:: Aim of the task ::
Select all lines holding the word "LookupSpan" from the entries that follow.
/---
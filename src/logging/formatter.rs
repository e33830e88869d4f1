use tracing_subscriber::{
    fmt::{self, format::FmtSpan, MakeWriter},
    registry::LookupSpan,
    Layer,
};

use super::config::{LogFormat, LoggingConfig};

/// Слой форматирования для выбранного формата.
///
/// Возвращается boxed trait-объект, чтобы стереть конкретный тип
/// формата (json/pretty/compact).
pub fn build_formatter<S, W>(
    config: &LoggingConfig,
    writer: W,
    with_ansi: bool,
) -> Box<dyn Layer<S> + Send + Sync>
where
    S: tracing::Subscriber + for<'a> LookupSpan<'a>,
    W: for<'w> MakeWriter<'w> + Send + Sync + 'static,
{
    let base = fmt::layer()
        .with_writer(writer)
        .with_ansi(with_ansi)
        .with_target(config.with_target);

    match config.format {
        LogFormat::Json => Box::new(
            base.event_format(fmt::format().json().with_current_span(true))
                .fmt_fields(fmt::format::JsonFields::new()),
        ),
        LogFormat::Pretty => Box::new(
            base.event_format(fmt::format().pretty())
                .with_span_events(FmtSpan::CLOSE),
        ),
        LogFormat::Compact => Box::new(base.event_format(fmt::format().compact())),
    }
}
\---
:: Response area ::
    registry::LookupSpan,
    S: tracing::Subscriber + for<'a> LookupSpan<'a>,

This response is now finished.